Oliemaatschappij Shell wil naar olie boren in het arctisch gebied. Dat is slecht nieuws. Daarmee doel ik niet zozeer op bijvoorbeeld de ijsberen die misschien in de toekomst een zwart pak zullen halen. Dat de maatschappij hier gaat boren is slecht nieuws voor de automobilist.
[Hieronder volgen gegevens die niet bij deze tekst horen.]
/// Database migration runner
///
/// Migrations live in the `migrations/` directory at the workspace root and
/// are embedded at compile time via `sqlx::migrate!`.
///
/// # Example
///
/// ```no_run
/// use agriconnect_shared::db::pool::{create_pool, DatabaseConfig};
/// use agriconnect_shared::db::migrations::run_migrations;
///
/// #[tokio::main]
/// async fn main() -> Result<(), Box<dyn std::error::Error>> {
///     let config = DatabaseConfig {
///         url: std::env::var("DATABASE_URL")?,
///         ..Default::default()
///     };
///
///     let pool = create_pool(config).await?;
///     run_migrations(&pool).await?;
///
///     Ok(())
/// }
/// ```

use sqlx::postgres::PgPool;
use tracing::{info, warn};

/// Runs all pending database migrations
///
/// Migrations already applied are skipped; each pending migration runs in
/// its own transaction where Postgres allows it.
///
/// # Errors
///
/// Returns an error if a migration fails to execute or the connection is
/// lost mid-run.
pub async fn run_migrations(pool: &PgPool) -> Result<(), sqlx::migrate::MigrateError> {
    info!("Starting database migrations");

    let migrations = sqlx::migrate!("../migrations");

    match migrations.run(pool).await {
        Ok(()) => {
            info!("All database migrations completed successfully");
            Ok(())
        }
        Err(e) => {
            warn!("Migration failed: {}", e);
            Err(e)
        }
    }
}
Waarom zou iemand het in z’n hoofd halen om bij de Noordpool naar olie te boren? Daaraan zijn zonder meer risico’s verbonden. Toen in 2010 het olieplatform Deepwater Horizon in de Golf van Mexico ten onder ging, had dat grote gevolgen voor bijvoorbeeld het milieu en middenstanders in het gebied. Nadien moest BP alle moeite doen om de olie op te ruimen. De uiteindelijke schade die de ramp veroorzaakte, bedroeg meer dan 40 miljard dollar. De ramp had ook gevolgen voor de waarde van de oliemaatschappij. Want op een zeker moment was de maatschappij circa 70 miljard minder waard op de beurs. Het verlies voor de aandeelhouders was toen groter dan de uiteindelijk toegebrachte schade. Tot op de dag van vandaag is de waarde van BP ten opzichte van 2010 niet hersteld. Aandeelhouders hebben daardoor, net als het milieu, schade geleden. Daarnaast was het tot dan toe zorgvuldig opgebouwde ‘groene’ imago van BP volledig verdampt.
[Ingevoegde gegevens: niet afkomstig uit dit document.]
impl Equipment {
    /// Creates a new listing
    pub async fn create(pool: &PgPool, data: CreateEquipment) -> Result<Self, sqlx::Error> {
        let equipment = sqlx::query_as::<_, Equipment>(&format!(
            r#"
            INSERT INTO equipment (
                name, equipment_type, description, images, daily_rate,
                pricing_type, min_price, price_low, price_medium, price_high,
                price_very_high, deposit, min_rental_days, year, is_business,
                contact_name, contact_phone, address, city, state, zip,
                country, latitude, longitude, terms_accepted,
                available_seasons, status, owner_id
            )
            VALUES ($1, $2, $3, $4, $5, $6, $7, $8, $9, $10, $11, $12, $13,
                    $14, $15, $16, $17, $18, $19, $20, $21, $22, $23, $24,
                    $25, $26, $27, $28)
            RETURNING {EQUIPMENT_COLUMNS}
            "#,
        ))
        .bind(data.name)
        .bind(data.equipment_type)
        .bind(data.description)
        .bind(Json(data.images))
        .bind(data.daily_rate)
        .bind(data.pricing_type)
        .bind(data.min_price)
        .bind(data.price_low)
        .bind(data.price_medium)
        .bind(data.price_high)
        .bind(data.price_very_high)
        .bind(data.deposit)
        .bind(data.min_rental_days)
        .bind(data.year)
        .bind(data.is_business)
        .bind(data.contact_name)
        .bind(data.contact_phone)
        .bind(data.address)
        .bind(data.city)
        .bind(data.state)
        .bind(data.zip)
        .bind(data.country)
        .bind(data.latitude)
        .bind(data.longitude)
        .bind(data.terms_accepted)
        .bind(data.available_seasons.map(Json))
        .bind(data.status)
        .bind(data.owner_id)
        .fetch_one(pool)
        .await?;

        Ok(equipment)
    }

    /// Finds a listing by id
    pub async fn find_by_id(pool: &PgPool, id: i64) -> Result<Option<Self>, sqlx::Error> {
        let equipment = sqlx::query_as::<_, Equipment>(&format!(
            "SELECT {EQUIPMENT_COLUMNS} FROM equipment WHERE id = $1",
        ))
        .bind(id)
        .fetch_optional(pool)
        .await?;

        Ok(equipment)
    }

    /// Lists filtered, sorted, paginated listings for the public browse page
    pub async fn list_filtered(
        pool: &PgPool,
        filter: &EquipmentFilter,
        sort: EquipmentSort,
        limit: i64,
        offset: i64,
    ) -> Result<Vec<Self>, sqlx::Error> {
        let (where_clause, binds) = filter.where_clause();
        let query = format!(
            "SELECT {EQUIPMENT_COLUMNS} FROM equipment {where_clause} {} LIMIT ${} OFFSET ${}",
            sort.order_clause(),
            binds + 1,
            binds + 2,
        );

        let mut q = sqlx::query_as::<_, Equipment>(&query);
        if let Some(ref equipment_type) = filter.equipment_type {
            q = q.bind(equipment_type);
        }
        q = q.bind(limit).bind(offset);

        let equipment = q.fetch_all(pool).await?;

        Ok(equipment)
    }

    /// Counts listings matching the browse filters (pagination metadata)
    pub async fn count_filtered(
        pool: &PgPool,
        filter: &EquipmentFilter,
    ) -> Result<i64, sqlx::Error> {
        let (where_clause, _) = filter.where_clause();
        let query = format!("SELECT COUNT(*) FROM equipment {where_clause}");

        let mut q = sqlx::query_as::<_, (i64,)>(&query);
        if let Some(ref equipment_type) = filter.equipment_type {
            q = q.bind(equipment_type);
        }

        let (count,) = q.fetch_one(pool).await?;

        Ok(count)
    }

    /// Lists all listings owned by a user, newest first
    pub async fn list_by_owner(pool: &PgPool, owner_id: i64) -> Result<Vec<Self>, sqlx::Error> {
        let equipment = sqlx::query_as::<_, Equipment>(&format!(
            r#"
            SELECT {EQUIPMENT_COLUMNS}
            FROM equipment
            WHERE owner_id = $1
            ORDER BY id DESC
            "#,
        ))
        .bind(owner_id)
        .fetch_all(pool)
        .await?;

        Ok(equipment)
    }

    /// Updates a listing; only non-None fields are written
    ///
    /// # Returns
    ///
    /// The updated listing if found, None otherwise
    pub async fn update(
        pool: &PgPool,
        id: i64,
        data: UpdateEquipment,
    ) -> Result<Option<Self>, sqlx::Error> {
        let mut query = String::from("UPDATE equipment SET updated_at = NOW()");
        let mut bind_count = 1;

        let mut push_field = |field: &str, present: bool| {
            if present {
                bind_count += 1;
                query.push_str(&format!(", {field} = ${bind_count}"));
            }
        };

        push_field("name", data.name.is_some());
        push_field("equipment_type", data.equipment_type.is_some());
        push_field("description", data.description.is_some());
        push_field("daily_rate", data.daily_rate.is_some());
        push_field("pricing_type", data.pricing_type.is_some());
        push_field("min_price", data.min_price.is_some());
        push_field("deposit", data.deposit.is_some());
        push_field("min_rental_days", data.min_rental_days.is_some());
        push_field("address", data.address.is_some());
        push_field("city", data.city.is_some());
        push_field("state", data.state.is_some());
        push_field("zip", data.zip.is_some());
        push_field("country", data.country.is_some());
        push_field("status", data.status.is_some());

        query.push_str(&format!(" WHERE id = $1 RETURNING {EQUIPMENT_COLUMNS}"));

        let mut q = sqlx::query_as::<_, Equipment>(&query).bind(id);

        if let Some(name) = data.name {
            q = q.bind(name);
        }
        if let Some(equipment_type) = data.equipment_type {
            q = q.bind(equipment_type);
        }
        if let Some(description) = data.description {
            q = q.bind(description);
        }
        if let Some(daily_rate) = data.daily_rate {
            q = q.bind(daily_rate);
        }
        if let Some(pricing_type) = data.pricing_type {
            q = q.bind(pricing_type);
        }
        if let Some(min_price) = data.min_price {
            q = q.bind(min_price);
        }
        if let Some(deposit) = data.deposit {
            q = q.bind(deposit);
        }
        if let Some(min_rental_days) = data.min_rental_days {
            q = q.bind(min_rental_days);
        }
        if let Some(address) = data.address {
            q = q.bind(address);
        }
        if let Some(city) = data.city {
            q = q.bind(city);
        }
        if let Some(state) = data.state {
            q = q.bind(state);
        }
        if let Some(zip) = data.zip {
            q = q.bind(zip);
        }
        if let Some(country) = data.country {
            q = q.bind(country);
        }
        if let Some(status) = data.status {
            q = q.bind(status);
        }

        let equipment = q.fetch_optional(pool).await?;

        Ok(equipment)
    }

    /// Lists listings for the admin moderation view, optionally filtered
    /// by status, newest first, each row joined with its owner's name
    /// fields
    pub async fn list_for_admin(
        pool: &PgPool,
        status: Option<EquipmentStatus>,
        limit: i64,
        offset: i64,
    ) -> Result<Vec<AdminEquipmentRow>, sqlx::Error> {
        let mut query = String::from(
            "SELECT e.id, e.name, e.equipment_type, e.daily_rate, e.min_price, \
             e.status, e.owner_id, e.created_at, \
             u.name AS owner_name, u.first_name AS owner_first_name \
             FROM equipment e \
             JOIN users u ON u.id = e.owner_id",
        );
        let mut bind_count = 0;
        if status.is_some() {
            bind_count += 1;
            query.push_str(&format!(" WHERE e.status = ${bind_count}"));
        }
        query.push_str(&format!(
            " ORDER BY e.id DESC LIMIT ${} OFFSET ${}",
            bind_count + 1,
            bind_count + 2,
        ));

        let mut q = sqlx::query_as::<_, AdminEquipmentRow>(&query);
        if let Some(status) = status {
            q = q.bind(status);
        }
        q = q.bind(limit).bind(offset);

        let rows = q.fetch_all(pool).await?;

        Ok(rows)
    }

    /// Counts listings for the admin moderation view
    pub async fn count_for_admin(
        pool: &PgPool,
        status: Option<EquipmentStatus>,
    ) -> Result<i64, sqlx::Error> {
        let count = if let Some(status) = status {
            let (count,): (i64,) =
                sqlx::query_as("SELECT COUNT(*) FROM equipment WHERE status = $1")
                    .bind(status)
                    .fetch_one(pool)
                    .await?;
            count
        } else {
            Self::count(pool).await?
        };

        Ok(count)
    }

    /// Deletes a listing
    ///
    /// Its reservations are removed by the database's cascade rules; stored
    /// image paths go with the row.
    pub async fn delete(pool: &PgPool, id: i64) -> Result<bool, sqlx::Error> {
        let result = sqlx::query("DELETE FROM equipment WHERE id = $1")
            .bind(id)
            .execute(pool)
            .await?;

        Ok(result.rows_affected() > 0)
    }

    /// Counts total number of listings
    pub async fn count(pool: &PgPool) -> Result<i64, sqlx::Error> {
        let (count,): (i64,) = sqlx::query_as("SELECT COUNT(*) FROM equipment")
            .fetch_one(pool)
            .await?;

        Ok(count)
    }

    /// Returns the listing's image paths rewritten to the canonical prefix
    /// form
    pub fn normalized_images(&self) -> Vec<String> {
        self.images.0.iter().map(|s| normalize_image_path(s)).collect()
    }
}

/// Rewrites an image path to the canonical `storage/equipment/` prefix form
///
/// Stored paths arrive in three shapes (bare file names, `equipment/…`, and
/// already-canonical `storage/equipment/…`, any of them with a leading
/// slash); all collapse to the same prefix on the way out.
pub fn normalize_image_path(img: &str) -> String {
    let img = img.trim_start_matches('/');
    if img.starts_with(IMAGE_PREFIX) {
        img.to_string()
    } else if img.starts_with("equipment/") {
        format!("storage/{img}")
    } else {
        format!("{IMAGE_PREFIX}{img}")
    }
}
Toen een jaar later in november 2011 een lekkage ontstond bij een platform van Chevron voor de kust van Brazilië, dook de koers van de maatschappij direct naar beneden. Uiteindelijk bleek het mee te vallen en was er niet veel aan de hand. Maar het betekent wel dat aandeelhouders zeer beducht zijn voor de gevolgen van een (grote) milieuramp met een olieplatform. Dat kost veel geld.
Dat Shell wil boren nabij de Noordpool is een veeg teken. Stel er ontstaat een probleem, bijvoorbeeld in de herfst, waardoor er een olielekkage ontstaat. Met een aanstaande winter op komst kan het betekenen dat Shell het probleem niet snel genoeg zal kunnen oplossen. De olielekkage kan dan gedurende langere periode doorgaan, waardoor de kosten van het opruimen van de olie met verloop van tijd zeer fors kunnen oplopen. Het kan leiden tot een forse neergang van de koers van het aandeel Shell. Niet voor niets waarschuwde de directeur van het Franse Total voor de grote risico’s die Shell met het boren naar olie nabij de Noordpool loopt. Ook (ex) leden van de top van BP lieten zich in soortgelijke bewoordingen hierover uit, net als de verzekeringsmaatschappij Lloyds. Stoppen met boren naar olie was volgens hen een kwestie van gezond (economisch) verstand. Toch zet Shell door.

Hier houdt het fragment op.